City of Spokane warns of strong river flows after weekend rescue

City of Spokane warns of strong river...

SPOKANE, Wash. - A group floating the Spokane River on Saturday got caught up in the rushing river, and had to be rescued.

Now, the City of Spokane is reminding people that river flows continue to be dangerous, and people should make sure they are doing what they can to stay safe while enjoying the river.

"Right now the river is extremely deceiving," said Spokane Fire Chief Brian Schaeffer.

A group of friends learned that first hand on Saturday.

"We just wanted to go floating down the river like any other day," said Kody Turner, who was part of the group.

But soon after they started rafting down the river in the Peaceful Valley neighborhood, their floats got wrapped around a tree. Kody's raft became detached from the group, and he kept going downstream.

"I had a little adrenaline rush going down the river with no life jacket," he said, "really the water is just pretty powerful too. It just sucked me under a few times and that was not fun."

He made it out of the river on his own. His friends were rescued.

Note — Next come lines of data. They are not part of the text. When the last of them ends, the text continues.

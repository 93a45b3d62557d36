// Copyright 2026 The Aura Sentinel Authors.
// This file is part of aura-sentinel.

// aura-sentinel is free software: you can redistribute it and/or modify
// it under the terms of the GNU General Public License as published by
// the Free Software Foundation, either version 3 of the License, or
// (at your option) any later version.

// aura-sentinel is distributed in the hope that it will be useful,
// but WITHOUT ANY WARRANTY; without even the implied warranty of
// MERCHANTABILITY or FITNESS FOR A PARTICULAR PURPOSE.  See the
// GNU General Public License for more details.

// You should have received a copy of the GNU General Public License
// along with aura-sentinel.  If not, see <http://www.gnu.org/licenses/>.

//! Command-line surface. A deliberate modernization over the ecosystem's
//! older `docopt`/`structopt` stack: one `clap` v4 derive struct.

use std::path::PathBuf;

use clap::Parser;
use monitor_sync::InitialBlockResolver;

use crate::error::ConfigError;

pub const STEP_DURATION_SECONDS: u64 = 5;
pub const GRACE_PERIOD_STEPS: u64 = 10;
pub const MAX_REORG_DEPTH: u64 = 1000;
pub const MAX_BLOCKS_PER_TICK: u64 = 500;

#[derive(Debug, Parser)]
#[command(name = "aura-sentinel", rename_all = "kebab-case")]
pub struct CliOptions {
    /// JSON-RPC endpoint of the upstream Aura node.
    #[arg(long)]
    pub rpc_uri: String,

    /// Path to the chain spec JSON file.
    #[arg(long)]
    pub chain_spec_path: PathBuf,

    /// Directory report files are written under.
    #[arg(long)]
    pub report_dir: PathBuf,

    /// Directory the block index / blob store lives in.
    #[arg(long)]
    pub db_dir: PathBuf,

    /// Allowed fraction of a validator's assigned steps it may miss inside
    /// the offline window before being reported, in `[0, 1]`.
    #[arg(long, default_value_t = 0.5)]
    pub skip_rate: f64,

    /// Width of the offline reporter's sliding window, in seconds.
    #[arg(long, default_value_t = 24 * 60 * 60)]
    pub offline_window: u64,

    /// Where a fresh monitor starts syncing from: `genesis`, `latest`, a
    /// decimal block number (negative = relative to the current head), or a
    /// `YYYY-MM-DD` date.
    #[arg(long, default_value = "genesis")]
    pub sync_from: String,
}

impl CliOptions {
    pub fn offline_window_steps(&self) -> u64 {
        (self.offline_window / STEP_DURATION_SECONDS).max(1)
    }

    pub fn initial_block_resolver(&self) -> Result<InitialBlockResolver, ConfigError> {
        parse_sync_from(&self.sync_from)
    }
}

fn parse_sync_from(value: &str) -> Result<InitialBlockResolver, ConfigError> {
    match value {
        "genesis" => Ok(InitialBlockResolver::Genesis),
        "latest" => Ok(InitialBlockResolver::Latest),
        _ => {
            if let Ok(n) = value.parse::<i64>() {
                return Ok(InitialBlockResolver::ByNumber(n));
            }
            let date = chrono::NaiveDate::parse_from_str(value, "%Y-%m-%d").map_err(|_| {
                ConfigError::BadCli(format!(
                    "--sync-from must be genesis, latest, a decimal block number, or a YYYY-MM-DD date, got {value}"
                ))
            })?;
            let timestamp = date
                .and_hms_opt(0, 0, 0)
                .expect("midnight is always a valid time")
                .and_utc()
                .timestamp();
            Ok(InitialBlockResolver::ByDate(timestamp))
        }
    }
}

The Spokane Fire Department says using a float isn't enough. Everyone should wear a personal flotation device (PFD), too.

"That's honestly where we've seen a lot of people get in trouble," Chief Schaeffer said. "Using unapproved PFDs as a rescue type of a resource, and it simply isn't reliable. It doesn't work."

Chief Brian Schaeffer says with rescue operations like Saturday's, "It takes almost forty people to be able to safely and efficiently rescue a person that's in trouble on the river."

The fire department is urging people to stay cautious on the water.

"Swim with a buddy, scout before you go out, and take extreme caution," he said.

And after Saturday's ordeal, Kody says he learned a lesson.

"Definitely wear your life vests," Turner said.

Chief Schaeffer is also warning about the potential for hypothermia with the cold water, explaining young children and older people should especially take precautions.